I don't really see a point in releasing a new model of smartphone every year or less, and yet...
Another fundamental misunderstanding about this conversation is the idea that iterative consoles are only to get/"force" people to upgrade in shorter time frames. Let's set aside that no one ever forces you at gunpoint to be all "#shutupandtakemymoney" just because the nerd equivalent of Malibu Stacy getting a new hat happened. But actually, the opposite is a key factor in this, as well, that people want to upgrade LESS and iterative consoles give those people more options to loop themselves back into consoles.
The amount of consoles that Sony and Microsoft sold near the tail end of the longest generation in history without really even being THAT much better in price from the middle of the generation seems to indicate that, for a number of customers, they don't want/need to update their consoles every 5-6 years and were willing to stretch out the time they take updating to something new. PS3/360 were enough of a technological jump that, even when they were long in the tooth, it was still a good investment. But as we know very well by now, the times of bleeding edge hardware on consoles is over.
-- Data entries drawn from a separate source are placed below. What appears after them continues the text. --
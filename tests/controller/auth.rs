//! Tests for the registration, login, verification, and account removal
//! endpoints, driven through the full router with the identity provider
//! mocked.

use axum::http::StatusCode;
use practika_test_utils::fixtures::{account, idp};
use practika_test_utils::token::TokenClaims;
use practika_test_utils::{TestBuilder, TestError};
use serde_json::json;

use crate::setup::{app, body_json, request, send};

/// Expect registration to create the provider account, set the role
/// claim, insert the directory row, and echo the new user back.
#[tokio::test]
async fn register_creates_provider_account_and_directory_row() -> Result<(), TestError> {
    let mut test = TestBuilder::new().with_tables().build().await?;
    let create = idp::mock_create_account(&mut test.server, "uid-7");
    let claims = idp::mock_set_claims(&mut test.server, "uid-7");
    let app = app(&test);

    let response = send(
        &app,
        request(
            "POST",
            "/api/auth/register",
            None,
            Some(json!({
                "name": "Ana Silva",
                "email": "ana@example.com",
                "password": "secret123",
                "role": "Student",
                "fieldOfStudy": "Engenharia Informática",
            })),
        ),
    )
    .await;

    assert_eq!(response.status(), StatusCode::CREATED);
    let body = body_json(response).await;
    assert_eq!(body["message"], "User registered successfully");
    assert_eq!(body["user"]["externalId"], "uid-7");
    assert_eq!(body["user"]["role"], "Student");
    create.assert();
    claims.assert();

    let students = send(&app, request("GET", "/api/students", None, None)).await;
    let students = body_json(students).await;
    assert_eq!(students[0]["email"], "ana@example.com");

    Ok(())
}

/// Expect a taken email to be rejected with a 400 naming it.
#[tokio::test]
async fn register_rejects_duplicate_email() -> Result<(), TestError> {
    let test = TestBuilder::new().with_tables().build().await?;
    account::insert_student(&test.db, "Ana Silva", "ana@example.com").await?;
    let app = app(&test);

    let response = send(
        &app,
        request(
            "POST",
            "/api/auth/register",
            None,
            Some(json!({
                "name": "Ana Silva",
                "email": "ana@example.com",
                "password": "secret123",
                "role": "Student",
                "fieldOfStudy": "Engenharia Informática",
            })),
        ),
    )
    .await;

    assert_eq!(response.status(), StatusCode::BAD_REQUEST);
    let body = body_json(response).await;
    assert_eq!(body["error"], "Email \"ana@example.com\" is already registered");

    Ok(())
}

/// Expect missing required fields to be reported together in wire
/// casing.
#[tokio::test]
async fn register_lists_missing_fields() -> Result<(), TestError> {
    let test = TestBuilder::new().with_tables().build().await?;
    let app = app(&test);

    let response = send(
        &app,
        request(
            "POST",
            "/api/auth/register",
            None,
            Some(json!({"email": "ana@example.com", "role": "Student"})),
        ),
    )
    .await;

    assert_eq!(response.status(), StatusCode::BAD_REQUEST);
    let body = body_json(response).await;
    assert_eq!(body["error"], "Missing required fields: name, password");

    Ok(())
}

/// Expect login to resolve the directory record by email.
#[tokio::test]
async fn login_resolves_directory_record() -> Result<(), TestError> {
    let test = TestBuilder::new().with_tables().build().await?;
    let inserted = account::insert_student(&test.db, "Ana Silva", "ana@example.com").await?;
    let app = app(&test);

    let response = send(
        &app,
        request(
            "POST",
            "/api/auth/login",
            None,
            Some(json!({"email": "ana@example.com"})),
        ),
    )
    .await;

    assert_eq!(response.status(), StatusCode::OK);
    let body = body_json(response).await;
    assert_eq!(body["message"], "Login successful");
    assert_eq!(body["user"]["id"], inserted.id);
    assert_eq!(body["user"]["role"], "Student");

    Ok(())
}

/// Expect an unknown email to get a 404 from login.
#[tokio::test]
async fn login_unknown_email_is_not_found() -> Result<(), TestError> {
    let test = TestBuilder::new().with_tables().build().await?;
    let app = app(&test);

    let response = send(
        &app,
        request(
            "POST",
            "/api/auth/login",
            None,
            Some(json!({"email": "ghost@example.com"})),
        ),
    )
    .await;

    assert_eq!(response.status(), StatusCode::NOT_FOUND);
    let body = body_json(response).await;
    assert_eq!(body["error"], "Account not found");

    Ok(())
}

/// Expect verify to join the token identity with the directory record.
#[tokio::test]
async fn verify_returns_caller_record() -> Result<(), TestError> {
    let mut test = TestBuilder::new().with_tables().build().await?;
    let _jwks = idp::mock_jwks_endpoint(&mut test.server, &test.signing_key);
    let inserted = account::insert_student(&test.db, "Ana Silva", "ana@example.com").await?;
    let app = app(&test);

    let claims = TokenClaims::for_subject("uid-3", "ana@example.com");
    let token = test.signing_key.issue(&claims).unwrap();

    let response = send(&app, request("GET", "/api/auth/verify", Some(&token), None)).await;

    assert_eq!(response.status(), StatusCode::OK);
    let body = body_json(response).await;
    assert_eq!(body["user"]["externalId"], "uid-3");
    assert_eq!(body["user"]["id"], inserted.id);
    assert_eq!(body["user"]["role"], "Student");

    Ok(())
}

/// Expect verify to reject a caller without a token.
#[tokio::test]
async fn verify_requires_token() -> Result<(), TestError> {
    let test = TestBuilder::new().with_tables().build().await?;
    let app = app(&test);

    let response = send(&app, request("GET", "/api/auth/verify", None, None)).await;

    assert_eq!(response.status(), StatusCode::UNAUTHORIZED);
    let body = body_json(response).await;
    assert_eq!(body["error"], "Authentication token not provided");

    Ok(())
}

/// Expect an expired token to be rejected with the failure in the
/// details.
#[tokio::test]
async fn verify_rejects_expired_token() -> Result<(), TestError> {
    let mut test = TestBuilder::new().with_tables().build().await?;
    let _jwks = idp::mock_jwks_endpoint(&mut test.server, &test.signing_key);
    let app = app(&test);

    let claims = TokenClaims::for_subject("uid-3", "ana@example.com").expired();
    let token = test.signing_key.issue(&claims).unwrap();

    let response = send(&app, request("GET", "/api/auth/verify", Some(&token), None)).await;

    assert_eq!(response.status(), StatusCode::UNAUTHORIZED);
    let body = body_json(response).await;
    assert_eq!(body["error"], "Invalid or expired authentication token");

    Ok(())
}

/// Expect delete-user to remove the provider account and the directory
/// row.
#[tokio::test]
async fn delete_user_removes_both_records() -> Result<(), TestError> {
    let mut test = TestBuilder::new().with_tables().build().await?;
    let delete = idp::mock_delete_account(&mut test.server, "uid-9");
    account::insert_student_with_external_id(&test.db, "Ana Silva", "ana@example.com", "uid-9")
        .await?;
    let app = app(&test);

    let response = send(
        &app,
        request("DELETE", "/api/auth/delete-user/uid-9", None, None),
    )
    .await;

    assert_eq!(response.status(), StatusCode::OK);
    let body = body_json(response).await;
    assert_eq!(body["message"], "User deleted successfully");
    assert_eq!(body["deletedUser"]["email"], "ana@example.com");
    delete.assert();

    let login = send(
        &app,
        request(
            "POST",
            "/api/auth/login",
            None,
            Some(json!({"email": "ana@example.com"})),
        ),
    )
    .await;
    assert_eq!(login.status(), StatusCode::NOT_FOUND);

    Ok(())
}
Let's say hypothetically I bought a 360 in 2008. I got a good 4 years out of it before new consoles hit the scene, but I want to get more out of it before I upgrade. Right now, the business model doesn't accommodate that very well.
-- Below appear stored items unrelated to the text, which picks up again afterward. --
use axum::{
    extract::{Path, State},
    http::StatusCode,
    response::IntoResponse,
    Json,
};

use crate::model::account::{Account, ProfessorPatchDto, ProfessorPayloadDto, Role};
use crate::model::api::{ErrorDto, MessageDto};
use crate::server::{
    error::Error,
    model::app::AppState,
    service::account::{AccountForm, AccountService},
};

pub static PROFESSOR_TAG: &str = "professors";

fn form(payload: ProfessorPayloadDto) -> AccountForm {
    AccountForm {
        name: payload.name,
        email: payload.email,
        department: payload.department,
        ..Default::default()
    }
}

fn patch_form(payload: ProfessorPatchDto) -> AccountForm {
    AccountForm {
        name: payload.name,
        email: payload.email,
        department: payload.department,
        ..Default::default()
    }
}

/// List all professors
#[utoipa::path(
    get,
    path = "/api/professors",
    tag = PROFESSOR_TAG,
    responses(
        (status = 200, description = "All professor accounts", body = Vec<Account>),
        (status = 500, description = "Internal server error", body = ErrorDto)
    ),
)]
pub async fn list_professors(State(state): State<AppState>) -> Result<impl IntoResponse, Error> {
    let accounts = AccountService::new(&state.db).list(Role::Professor).await?;

    Ok(Json(accounts))
}

/// Create a professor account
#[utoipa::path(
    post,
    path = "/api/professors",
    tag = PROFESSOR_TAG,
    request_body = ProfessorPayloadDto,
    responses(
        (status = 201, description = "Professor created", body = Account),
        (status = 400, description = "Missing required fields or email taken", body = ErrorDto),
        (status = 500, description = "Internal server error", body = ErrorDto)
    ),
)]
pub async fn create_professor(
    State(state): State<AppState>,
    Json(payload): Json<ProfessorPayloadDto>,
) -> Result<impl IntoResponse, Error> {
    let account = AccountService::new(&state.db)
        .create(Role::Professor, form(payload))
        .await?;

    Ok((StatusCode::CREATED, Json(account)))
}

/// Get a professor by id
#[utoipa::path(
    get,
    path = "/api/professors/{id}",
    tag = PROFESSOR_TAG,
    params(("id" = i32, Path, description = "Professor account id")),
    responses(
        (status = 200, description = "The professor account", body = Account),
        (status = 404, description = "Professor not found", body = ErrorDto),
        (status = 500, description = "Internal server error", body = ErrorDto)
    ),
)]
pub async fn get_professor(
    State(state): State<AppState>,
    Path(id): Path<i32>,
) -> Result<impl IntoResponse, Error> {
    let account = AccountService::new(&state.db)
        .get(Role::Professor, id)
        .await?;

    Ok(Json(account))
}

/// Fully replace a professor's fields
#[utoipa::path(
    put,
    path = "/api/professors/{id}",
    tag = PROFESSOR_TAG,
    params(("id" = i32, Path, description = "Professor account id")),
    request_body = ProfessorPayloadDto,
    responses(
        (status = 200, description = "Professor replaced", body = Account),
        (status = 400, description = "Missing required fields or email taken", body = ErrorDto),
        (status = 404, description = "Professor not found", body = ErrorDto),
        (status = 500, description = "Internal server error", body = ErrorDto)
    ),
)]
pub async fn replace_professor(
    State(state): State<AppState>,
    Path(id): Path<i32>,
    Json(payload): Json<ProfessorPayloadDto>,
) -> Result<impl IntoResponse, Error> {
    let account = AccountService::new(&state.db)
        .replace(Role::Professor, id, form(payload))
        .await?;

    Ok(Json(account))
}

/// Partially update a professor
#[utoipa::path(
    patch,
    path = "/api/professors/{id}",
    tag = PROFESSOR_TAG,
    params(("id" = i32, Path, description = "Professor account id")),
    request_body = ProfessorPatchDto,
    responses(
        (status = 200, description = "Professor updated", body = Account),
        (status = 400, description = "Email taken", body = ErrorDto),
        (status = 401, description = "Not authenticated", body = ErrorDto),
        (status = 404, description = "Professor not found", body = ErrorDto),
        (status = 500, description = "Internal server error", body = ErrorDto)
    ),
)]
pub async fn patch_professor(
    State(state): State<AppState>,
    Path(id): Path<i32>,
    Json(payload): Json<ProfessorPatchDto>,
) -> Result<impl IntoResponse, Error> {
    let account = AccountService::new(&state.db)
        .patch(Role::Professor, id, patch_form(payload))
        .await?;

    Ok(Json(account))
}

/// Delete a professor account
#[utoipa::path(
    delete,
    path = "/api/professors/{id}",
    tag = PROFESSOR_TAG,
    params(("id" = i32, Path, description = "Professor account id")),
    responses(
        (status = 200, description = "Professor deleted", body = MessageDto),
        (status = 401, description = "Not authenticated", body = ErrorDto),
        (status = 404, description = "Professor not found", body = ErrorDto),
        (status = 500, description = "Internal server error", body = ErrorDto)
    ),
)]
pub async fn delete_professor(
    State(state): State<AppState>,
    Path(id): Path<i32>,
) -> Result<impl IntoResponse, Error> {
    AccountService::new(&state.db)
        .delete(Role::Professor, id)
        .await?;

    Ok(Json(MessageDto::new("Professor deleted successfully")))
}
And while it theoretically could accommodate that while retaining the current 5-6 year cycle, cross-gen development becomes a more difficult proposition when you're discussing a difference in hardware capability that's THAT wide. It needs that in-between step to make it viable, much like mid-tier PC hardware keeps the investment in multiple spec targets viable in the PC gaming market.
So it's 2016, I'm finally in the market for a new hardware box. Xbox One and PS4 are already horribly outmoded technologically. So my choices are either buy the aging hardware that will be outmoded in 2-3 years now, wait 2-3 years with nothing new to play or subject myself to PC gaming, something that I have avoided for years.
Again, the current business model gives 2 less than ideal options and an option that console makers don't want you to consider as an option because they run the risk of losing a return customer to the console market, a risk they can't take. Giving something new in that timeframe keeps people invested in console purchases when their purchasing choices don't align with the mandated industry schedule of every 5-6 years.
Lastly, the reason people buy consoles isn't because they want something that lasts. The malaise that happens at the end of a generation and the eagerness to trade up tells a different story of that.
No, what they look for is
a clearly defined upgrade path. PC hardware changes with a new GPU series once a year at the latest, so it's never clear when the real "game-changer" happens; the enthusiast press for PC gaming doesn't exactly help matters on this. Consoles make that clear to consumers right now. And that's something that cutting the iteration cycle to every 3 years won't take away.